The VTC apparatus is preheated to the target temperature prior to insertion of the specimen. Once the lid is clamped to the vessel, the treatment schedule is initiated. The key to the VTC process is to impart a rapid moisture loss from the wood specimen immediately prior to compression. This causes the well known mechano-sorption affect, which is manifested in an extremely low compression modulus. Densification is thus performed without causing failures to the wood cell wall.
The radiata pine veneer, nominal 3 mm thick, with a moisture content of 12% and a dry-basis density of 0.41 g/cm3, was treated with the VTC process. The initial condition inside the vessel was set at 175oC and 862 kPa steam pressure. At this pressurized condition the wood quickly adsorbed moisture to approximately 20% over a period of 3 min. Compression pressure was ramped up to 3600 kPa and held for 180 s. Rapid decompression to 100 kPa followed, which coincided with the release of the compaction pressure. The wood rapidly lost moisture over a 10 second interval, and was continuing to loose moisture, when the compaction pressure was again applied, to a level as needed, until a thickness of approximately 1.6 mm was achieved. The compression was held for 3 min. at 175oC, followed with an annealing phase at 200oC for 5 min. Without releasing the compaction pressure, a cooling phase followed, until the temperature of the specimen dropped below 100oC. Compaction pressure was then released.

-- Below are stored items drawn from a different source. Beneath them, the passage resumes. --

//! Learned application paths.
//!
//! Every successful launch of a name that is not a system command is
//! remembered here, so the next request for the same name skips the
//! filesystem search. Records are never dropped automatically; a record whose
//! path has disappeared is simply not served.

use std::collections::BTreeMap;
use std::path::PathBuf;

use chrono::{DateTime, NaiveDateTime, Utc};
use serde::{Deserialize, Serialize};

use super::normalize_name;
use super::storage::{self, Storage, StorageError};

/// Storage key of the learned-app table.
const TABLE: &str = "apps";

/// A resolved application remembered across runs.
#[derive(Debug, Clone, PartialEq, Eq, Serialize)]
pub struct AppRecord {
    /// Lower-cased lookup key.
    pub name: String,
    /// Resolved launch path.
    pub path: PathBuf,
    /// Whether the app was last launched elevated.
    pub requires_admin: bool,
    /// When the app was last launched.
    pub last_used: DateTime<Utc>,
}

impl AppRecord {
    /// Create a record stamped with the current time.
    #[must_use]
    pub fn new(name: &str, path: impl Into<PathBuf>, requires_admin: bool) -> Self {
        Self {
            name: normalize_name(name),
            path: path.into(),
            requires_admin,
            last_used: Utc::now(),
        }
    }
}

/// On-disk shape of a record; the name is the table key.
#[derive(Debug, Serialize, Deserialize)]
struct StoredRecord {
    path: PathBuf,
    #[serde(default)]
    requires_admin: bool,
    #[serde(default, skip_serializing_if = "Option::is_none")]
    last_used: Option<String>,
}

/// Parse a stored timestamp.
///
/// Accepts RFC 3339 and the older `2024-05-01 09:30:12.345678` form.
fn parse_timestamp(raw: &str) -> Option<DateTime<Utc>> {
    DateTime::parse_from_rfc3339(raw)
        .map(|t| t.with_timezone(&Utc))
        .ok()
        .or_else(|| {
            NaiveDateTime::parse_from_str(raw, "%Y-%m-%d %H:%M:%S%.f")
                .ok()
                .map(|t| t.and_utc())
        })
}

/// Validate one stored entry.
fn parse_entry(name: &str, value: serde_json::Value) -> Result<AppRecord, String> {
    let key = normalize_name(name);
    if key.is_empty() {
        return Err("empty name".to_string());
    }

    let stored: StoredRecord = serde_json::from_value(value).map_err(|e| e.to_string())?;
    if stored.path.as_os_str().is_empty() {
        return Err("empty path".to_string());
    }

    let last_used = match stored.last_used.as_deref() {
        None => DateTime::UNIX_EPOCH,
        Some(raw) => parse_timestamp(raw).ok_or_else(|| format!("bad timestamp {raw:?}"))?,
    };

    Ok(AppRecord {
        name: key,
        path: stored.path,
        requires_admin: stored.requires_admin,
        last_used,
    })
}

/// Persistent mapping from app name to its resolved path.
#[derive(Debug)]
pub struct LearnedAppStore {
    storage: Storage,
    records: BTreeMap<String, AppRecord>,
}

impl LearnedAppStore {
    /// Create an empty store backed by `storage` without reading it.
    #[must_use]
    pub const fn empty(storage: Storage) -> Self {
        Self {
            storage,
            records: BTreeMap::new(),
        }
    }

    /// Create a store and load whatever `storage` holds.
    #[must_use]
    pub fn load(storage: Storage) -> Self {
        let mut store = Self::empty(storage);
        store.load_all();
        store
    }

    /// Replace the in-memory table with the persisted one.
    ///
    /// A missing or unreadable table yields an empty store. Malformed entries
    /// are dropped individually.
    pub fn load_all(&mut self) {
        self.records.clear();

        let raw: BTreeMap<String, serde_json::Value> = match self.storage.read(&[TABLE]) {
            Ok(raw) => raw,
            Err(StorageError::NotFound(_)) => return,
            Err(e) => {
                tracing::warn!(error = %e, "learned app table unreadable, starting empty");
                return;
            }
        };

        for (name, value) in raw {
            match parse_entry(&name, value) {
                Ok(record) => {
                    self.records.insert(record.name.clone(), record);
                }
                Err(reason) => {
                    tracing::warn!(name = %name, reason = %reason, "skipping malformed learned app");
                }
            }
        }

        tracing::debug!(count = self.records.len(), "loaded learned apps");
    }

    /// Look up a name, case-insensitively.
    ///
    /// Returns `None` when the stored path no longer exists.
    #[must_use]
    pub fn get(&self, name: &str) -> Option<&AppRecord> {
        let record = self.records.get(&normalize_name(name))?;
        if record.path.exists() {
            Some(record)
        } else {
            tracing::debug!(name = %record.name, path = %record.path.display(), "learned path is stale");
            None
        }
    }

    /// Insert or replace a record.
    pub fn put(&mut self, record: AppRecord) {
        self.records.insert(record.name.clone(), record);
    }

    /// Forget a name. Returns the removed record.
    pub fn remove(&mut self, name: &str) -> Option<AppRecord> {
        self.records.remove(&normalize_name(name))
    }

    /// Write the whole table.
    ///
    /// # Errors
    ///
    /// Returns error if the table cannot be written; memory is unaffected.
    pub fn persist(&self) -> storage::Result<()> {
        let table: BTreeMap<&str, StoredRecord> = self
            .records
            .values()
            .map(|r| {
                (
                    r.name.as_str(),
                    StoredRecord {
                        path: r.path.clone(),
                        requires_admin: r.requires_admin,
                        last_used: Some(r.last_used.to_rfc3339()),
                    },
                )
            })
            .collect();

        self.storage.write(&[TABLE], &table)
    }

    /// All learned names, including ones whose path is stale.
    pub fn names(&self) -> impl Iterator<Item = &str> {
        self.records.keys().map(String::as_str)
    }

    /// All records, sorted by name.
    pub fn records(&self) -> impl Iterator<Item = &AppRecord> {
        self.records.values()
    }

    /// Number of records.
    #[must_use]
    pub fn len(&self) -> usize {
        self.records.len()
    }

    /// Whether the store has no records.
    #[must_use]
    pub fn is_empty(&self) -> bool {
        self.records.is_empty()
    }
}

#[cfg(test)]
mod tests {
    use super::*;
    use std::path::Path;

    fn temp_store() -> (LearnedAppStore, tempfile::TempDir) {
        let dir = tempfile::tempdir().unwrap();
        let store = LearnedAppStore::load(Storage::with_root(dir.path().to_path_buf()));
        (store, dir)
    }

    fn touch(dir: &Path, name: &str) -> PathBuf {
        let path = dir.join(name);
        std::fs::write(&path, b"").unwrap();
        path
    }

    #[test]
    fn missing_table_loads_empty() {
        let (store, _dir) = temp_store();
        assert!(store.is_empty());
    }

    #[test]
    fn get_is_case_insensitive() {
        let (mut store, dir) = temp_store();
        let path = touch(dir.path(), "spotify.exe");
        store.put(AppRecord::new("Spotify", &path, false));

        assert_eq!(store.get("SPOTIFY").unwrap().path, path);
        assert_eq!(store.get("  spotify ").unwrap().name, "spotify");
    }

    #[test]
    fn stale_path_is_never_served() {
        let (mut store, dir) = temp_store();
        let path = touch(dir.path(), "gone.exe");
        store.put(AppRecord::new("gone", &path, true));
        assert!(store.get("gone").is_some());

        std::fs::remove_file(&path).unwrap();

        assert!(store.get("gone").is_none());
        // The record itself is kept.
        assert_eq!(store.len(), 1);
    }

    #[test]
    fn persist_and_reload_round_trip() {
        let (mut store, dir) = temp_store();
        let a = touch(dir.path(), "a.exe");
        let b = touch(dir.path(), "b.exe");
        store.put(AppRecord::new("alpha", &a, true));
        store.put(AppRecord::new("beta", &b, false));
        store.persist().unwrap();

        let reloaded = LearnedAppStore::load(Storage::with_root(dir.path().to_path_buf()));
        let original: Vec<_> = store.records().cloned().collect();
        let loaded: Vec<_> = reloaded.records().cloned().collect();
        assert_eq!(original, loaded);
    }

    #[test]
    fn corrupt_table_loads_empty() {
        let dir = tempfile::tempdir().unwrap();
        std::fs::write(dir.path().join("apps.json"), "{{{ definitely not json").unwrap();

        let store = LearnedAppStore::load(Storage::with_root(dir.path().to_path_buf()));
        assert!(store.is_empty());
    }

    #[test]
    fn malformed_entries_are_dropped_individually() {
        let dir = tempfile::tempdir().unwrap();
        std::fs::write(
            dir.path().join("apps.json"),
            r#"{
                "good": {"path": "/opt/good", "requires_admin": true, "last_used": "2024-05-01T09:30:12Z"},
                "nopath": {"requires_admin": false},
                "emptypath": {"path": ""},
                "notanobject": 42
            }"#,
        )
        .unwrap();

        let store = LearnedAppStore::load(Storage::with_root(dir.path().to_path_buf()));
        assert_eq!(store.names().collect::<Vec<_>>(), vec!["good"]);
        assert!(store.records().next().unwrap().requires_admin);
    }

    #[test]
    fn legacy_entries_are_accepted() {
        let dir = tempfile::tempdir().unwrap();
        std::fs::write(
            dir.path().join("apps.json"),
            r#"{
                "Discord": {"path": "C:\\Discord\\Update.exe", "last_used": "2024-05-01 09:30:12.345678"},
                "steam": {"path": "C:\\Steam\\steam.exe"}
            }"#,
        )
        .unwrap();

        let store = LearnedAppStore::load(Storage::with_root(dir.path().to_path_buf()));
        let records: Vec<_> = store.records().collect();
        assert_eq!(records.len(), 2);
        assert_eq!(records[0].name, "discord");
        assert!(!records[0].requires_admin);
        assert_eq!(
            records[0].last_used.format("%Y-%m-%d %H:%M:%S").to_string(),
            "2024-05-01 09:30:12"
        );
        assert_eq!(records[1].last_used, DateTime::UNIX_EPOCH);
    }

    #[test]
    fn remove_forgets_a_name() {
        let (mut store, dir) = temp_store();
        let path = touch(dir.path(), "x.exe");
        store.put(AppRecord::new("x", &path, false));

        assert!(store.remove("X").is_some());
        assert!(store.remove("x").is_none());
        assert!(store.is_empty());
    }
}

The compression of the 3-mm veneer was performed with mechanical stops in the press. These stops controlled the target thickness to 1.6 mm. The applied compaction pressure (3600 kPa) was more than adequate to reach a thickness of 1.6 mm. It is unclear how much compression force was required to reach the target thickness, since the mechanical stops contributed significantly to the resistance once the target thickness was obtained.

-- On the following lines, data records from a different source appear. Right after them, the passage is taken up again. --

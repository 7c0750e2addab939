//! Per-platform default locations and launchable file kinds.

use std::path::PathBuf;

/// Read an environment variable as a path, skipping unset or empty values.
fn env_path(var: &str) -> Option<PathBuf> {
    std::env::var_os(var)
        .filter(|v| !v.is_empty())
        .map(PathBuf::from)
}

/// Start menu directories holding shell shortcuts (Windows).
#[cfg(windows)]
fn start_menu_dirs() -> Vec<PathBuf> {
    const PROGRAMS: &str = r"Microsoft\Windows\Start Menu\Programs";
    [env_path("ProgramData"), dirs::config_dir()]
        .into_iter()
        .flatten()
        .map(|base| base.join(PROGRAMS))
        .collect()
}

/// Directories scanned for the shortcut index.
#[cfg(windows)]
#[must_use]
pub fn index_dirs() -> Vec<PathBuf> {
    start_menu_dirs()
}

/// Ordered roots walked by the filesystem search.
#[cfg(windows)]
#[must_use]
pub fn search_roots() -> Vec<PathBuf> {
    let mut roots = start_menu_dirs();
    roots.extend(
        [
            dirs::desktop_dir(),
            env_path("ProgramFiles"),
            env_path("ProgramFiles(x86)"),
            dirs::data_local_dir(),
        ]
        .into_iter()
        .flatten(),
    );
    roots
}

#[cfg(windows)]
#[must_use]
pub fn shortcut_extensions() -> Vec<String> {
    vec!["lnk".to_string()]
}

#[cfg(windows)]
#[must_use]
pub fn executable_extensions() -> Vec<String> {
    vec!["exe".to_string()]
}

#[cfg(target_os = "macos")]
#[must_use]
pub fn index_dirs() -> Vec<PathBuf> {
    let mut dirs = vec![
        PathBuf::from("/Applications"),
        PathBuf::from("/System/Applications"),
    ];
    dirs.extend(env_path("HOME").map(|home| home.join("Applications")));
    dirs
}

#[cfg(target_os = "macos")]
#[must_use]
pub fn search_roots() -> Vec<PathBuf> {
    let mut roots = index_dirs();
    roots.extend(dirs::desktop_dir());
    roots
}

#[cfg(target_os = "macos")]
#[must_use]
pub fn shortcut_extensions() -> Vec<String> {
    vec!["app".to_string()]
}

#[cfg(target_os = "macos")]
#[must_use]
pub fn executable_extensions() -> Vec<String> {
    Vec::new()
}

#[cfg(all(unix, not(target_os = "macos")))]
#[must_use]
pub fn index_dirs() -> Vec<PathBuf> {
    let mut dirs = vec![PathBuf::from("/usr/share/applications")];
    dirs.extend(dirs::data_dir().map(|data| data.join("applications")));
    dirs
}

#[cfg(all(unix, not(target_os = "macos")))]
#[must_use]
pub fn search_roots() -> Vec<PathBuf> {
    let mut roots = index_dirs();
    roots.extend(dirs::desktop_dir());
    roots.push(PathBuf::from("/usr/local/bin"));
    roots.push(PathBuf::from("/opt"));
    roots.extend(dirs::executable_dir());
    roots
}

#[cfg(all(unix, not(target_os = "macos")))]
#[must_use]
pub fn shortcut_extensions() -> Vec<String> {
    vec!["desktop".to_string()]
}

#[cfg(all(unix, not(target_os = "macos")))]
#[must_use]
pub fn executable_extensions() -> Vec<String> {
    vec!["appimage".to_string()]
}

The 4-mm and 8-mm solid-sawn wood specimens received the same VTC treatment as the veneer. The 4-mm specimens easily reached the 1.6 mm target thickness with a maximum compression of 3600 kPa. The 8-mm specimens were compressed in the second stage to a fixed compression pressure, 3600 kPa. The stops were never reached. Depending on the initial density of the specimen, the compressed thickness varied. The higher density specimens were compressed to a lesser extent. This yielded VTC specimens with a final density that was approximately equal. Some thickness recovery was observed for all specimens.
After VTC processing the specimens were weighed and dimensions measured (Table 1). All specimens were then placed in an environment controlled room set at 20oC and 65% relative humidity. Specimen dimensions were again measured after moisture content conditioning.

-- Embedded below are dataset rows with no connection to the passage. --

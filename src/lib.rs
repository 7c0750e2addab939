//! hark - open applications and launch routines by spoken or typed name.
//!
//! A name is resolved through the built-in system commands, then the apps
//! learned from earlier launches, then fuzzy correction and finally a
//! filesystem search. Routines open several apps in order.
//!
//! # Architecture
//!
//! ```text
//! ┌─────────────┐  ┌──────────────┐
//! │     CLI     │  │ command loop │
//! └──────┬──────┘  └──────┬───────┘
//!        └────────┬───────┘
//!          ┌──────┴──────┐
//!          │   Routines  │
//!          └──────┬──────┘
//!          ┌──────┴──────┐
//!          │  AppOpener  │──── learned apps, activity log
//!          └──────┬──────┘
//!        ┌────────┴────────┐
//!  ┌─────┴──────┐   ┌──────┴─────┐
//!  │  Resolver  │   │  Launcher  │
//!  └────────────┘   └────────────┘
//! ```

pub mod cli;
pub mod config;
pub mod core;

pub use config::Config;
pub use core::{AppOpener, NameResolver, RoutineEngine};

Table1. VTC and control specimen properties before and after processing. Coefficient of variation (COV, %) is given in parentheses. Thickness and dry-basis density were based on specimen dimensions at the moisture content at time of testing.
Average Initial Thickness [mm]
VTC Composite Manufacture
The VTC wood specimens were used to produce 3-layer, laminated composites. The VTC wood laminas were placed in the two outer layers, and a piece of untreated wood, of the original thickness, was placed in the core layer. The specimens were bonded with a liquid phenol formaldehyde resin, which was a commercial plywood formulation obtained from Hexion Specialty Chemicals of Springfield, Oregon. The adhesive was spread by a roller at 125 g/m2. Bonding was done in a heated press at 150oC and 700 kPa for 4 min. After hot-pressing, the specimens were returned to the environment room (20oC, 65% relative humidity).
Static bending tests were performed on all of the untreated and VTC wood components. Prior to VTC processing, the specimens were only tested within their elastic range to obtain MOE. VTC processing was then performed and the compressed specimens were again tested for MOE within the elastic range. These specimens were then used to produce the 3-layer laminated composites. The 3-layer VTC composites were tested in bending to failure. All of the specimens were tested before compression, after compression, and after manufacture into a 3-layer composite. For all of the specimens, the test span was 150 mm, the load was applied at the midpoint in 3-point bending, and the loading rate was 3 mm/min.
RESULTS AND DISCUSSION
Bending test results for the uncompressed specimens and the VTC laminas are shown in Table 2. The 3-mm radiata pine veneer increased in MOE by 116% in comparison to the untreated wood. The 4-mm and 8-mm solid-sawn wood increased in MOE by 174% and 152% respectively. The corresponding density change was 78% for the 3-mm veneer, with 159% and 170% respectively for the 4-mm and 8-mm solid-sawn wood. The change in MOE was consistent with the change of density. The 3-mm veneer was subjected to the least amount of densification, which resulted in the smallest increase in MOE. The 8-mm solid-sawn specimens had the lowest initial MOE. These specimens had an initial density that was the same as the 4-mm specimens. However, the 8-mm specimens generally contained wood that originated closer to the pith and may have contained a greater percentage of juvenile wood.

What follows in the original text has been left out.